FSF March: Zambian Fútbology

The late Kenneth Kaunda (left) set to referee a football match

On March 26, Hikabwa Decius Chipande discussed a paper titled “Mining for Goals: Football and Social Change on the Zambian Copperbelt, 1940s to 1960s.” This study is part of Chipande’s doctoral dissertation at Michigan State University, which received research funding from the FIFA João Havelange Scholarship.

Among the topics of discussion were the changing structure of clubs on the Copperbelt; the place of sport in Africanist scholarship; situating Zambia in broader south-central and even southern African histories; fan culture; and using press sources and oral interviewing to represent multiple local voices and perspectives on the past.

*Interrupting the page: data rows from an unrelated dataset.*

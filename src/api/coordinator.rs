//! Coordinator REST endpoints: admission, queue introspection and health.

use std::sync::Arc;

use axum::{
    Json, Router,
    extract::{Path, State, rejection::JsonRejection},
    http::StatusCode,
    response::{IntoResponse, Response},
    routing::{get, post},
};
use serde_json::json;
use tower_http::cors::CorsLayer;
use tracing::info;

use super::{ApiError, attach_request_id, parse_request};
use crate::error::DispatchError;
use crate::model::{AnalysisRequest, QueueSnapshot};
use crate::workers::Dispatcher;

/// Application state shared across coordinator handlers.
#[derive(Clone)]
pub struct CoordinatorState {
    pub dispatcher: Arc<Dispatcher>,
}

/// Build the coordinator router.
pub fn coordinator_routes(dispatcher: Arc<Dispatcher>) -> Router {
    let state = CoordinatorState { dispatcher };

    Router::new()
        .route("/health", get(health))
        .route("/api/analyze", post(analyze))
        .route("/api/queue-stats", get(queue_stats))
        .route("/api/queue-position/{id}", get(queue_position))
        .layer(CorsLayer::permissive())
        .with_state(state)
}

/// Map a dispatch failure to its HTTP status. Every body carries the error
/// code and the queue statistics at the time of the failure.
fn rejection(err: DispatchError, stats: QueueSnapshot) -> ApiError {
    let code = err.code();
    match err {
        DispatchError::QueueFull { stats } => ApiError::new(
            StatusCode::TOO_MANY_REQUESTS,
            json!({ "error": code, "message": "Queue is full, please try again later", "queueStats": stats }),
        ),
        DispatchError::NoWorkersAvailable => ApiError::new(
            StatusCode::SERVICE_UNAVAILABLE,
            json!({ "error": code, "message": "No workers available", "queueStats": stats }),
        ),
        DispatchError::QueueTimeout { job_id, waited } => ApiError::new(
            StatusCode::GATEWAY_TIMEOUT,
            json!({
                "error": code,
                "message": format!("Request timed out after {}ms in queue", waited.as_millis()),
                "jobId": job_id,
                "queueStats": stats,
            }),
        )
        .with_request_id(job_id),
        DispatchError::WorkerCallFailed {
            job_id,
            worker_id,
            source,
        } => ApiError::new(
            StatusCode::INTERNAL_SERVER_ERROR,
            json!({
                "error": code,
                "details": source.to_string(),
                "jobId": job_id,
                "workerId": worker_id,
                "queueStats": stats,
            }),
        )
        .with_request_id(job_id),
        DispatchError::Closed { job_id } => ApiError::new(
            StatusCode::INTERNAL_SERVER_ERROR,
            json!({
                "error": code,
                "details": format!("Job {job_id} was dropped before it settled"),
                "jobId": job_id,
                "queueStats": stats,
            }),
        )
        .with_request_id(job_id),
    }
}

// ── Health ──────────────────────────────────────────────────────────────

async fn health(State(state): State<CoordinatorState>) -> impl IntoResponse {
    let stats = state.dispatcher.stats().await;
    Json(json!({
        "status": "ok",
        "service": "coordinator",
        "workers": stats.max_concurrent,
        "queueLength": stats.queue_length,
        "activeCount": stats.active_count,
    }))
}

// ── Dispatch ────────────────────────────────────────────────────────────

async fn analyze(
    State(state): State<CoordinatorState>,
    body: Result<Json<AnalysisRequest>, JsonRejection>,
) -> Result<Response, ApiError> {
    let request = parse_request(body)?;
    info!(url = %request.target, mode = %request.mode, "Analysis requested");

    let ticket = match state.dispatcher.enqueue(request).await {
        Ok(ticket) => ticket,
        Err(e) => return Err(rejection(e, state.dispatcher.stats().await)),
    };
    let job_id = ticket.job_id().to_string();

    match ticket.outcome().await {
        Ok(outcome) => {
            let mut response = (StatusCode::OK, Json(outcome.into_body())).into_response();
            attach_request_id(&mut response, Some(&job_id));
            Ok(response)
        }
        Err(e) => Err(rejection(e, state.dispatcher.stats().await)),
    }
}

// ── Queue introspection ─────────────────────────────────────────────────

async fn queue_stats(State(state): State<CoordinatorState>) -> impl IntoResponse {
    Json(state.dispatcher.stats().await)
}

async fn queue_position(
    State(state): State<CoordinatorState>,
    Path(id): Path<String>,
) -> impl IntoResponse {
    match state.dispatcher.position(&id).await {
        Some(position) => (StatusCode::OK, Json(json!(position))),
        None => (
            StatusCode::NOT_FOUND,
            Json(json!({"error": "Request not found in queue"})),
        ),
    }
}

Participants: Martha Saavedra, Andrew Guest, Chris Brown, Chris Henderson, Danyel Reiche, Sean Jacobs, Liz Timbs, Alex Galarza, and Peter Alegi

Audio of the session can be downloaded here. For educational/personal use only.

Football on the Zambian Copperbelt with Hikabwa Chipande

Join us on Thursday, March 26, at 3pm EDT for a session on football in Zambia. FSF member Hikabwa Decius Chipande will discuss his paper “Mining for Goals: Football and Social Change on the Zambian Copperbelt, 1940s to 1960s.”

Chipande is a doctoral candidate working with Peter Alegi in the Department of History at Michigan State University. His paper is the result of recent archival research and fieldwork in Zambia, which was funded by a FIFA João Havelange Scholarship.

(The paper was available for download by all confirmed participants.) Please note that the author asks readers not to quote from the paper without permission and not to circulate it beyond FSF circles.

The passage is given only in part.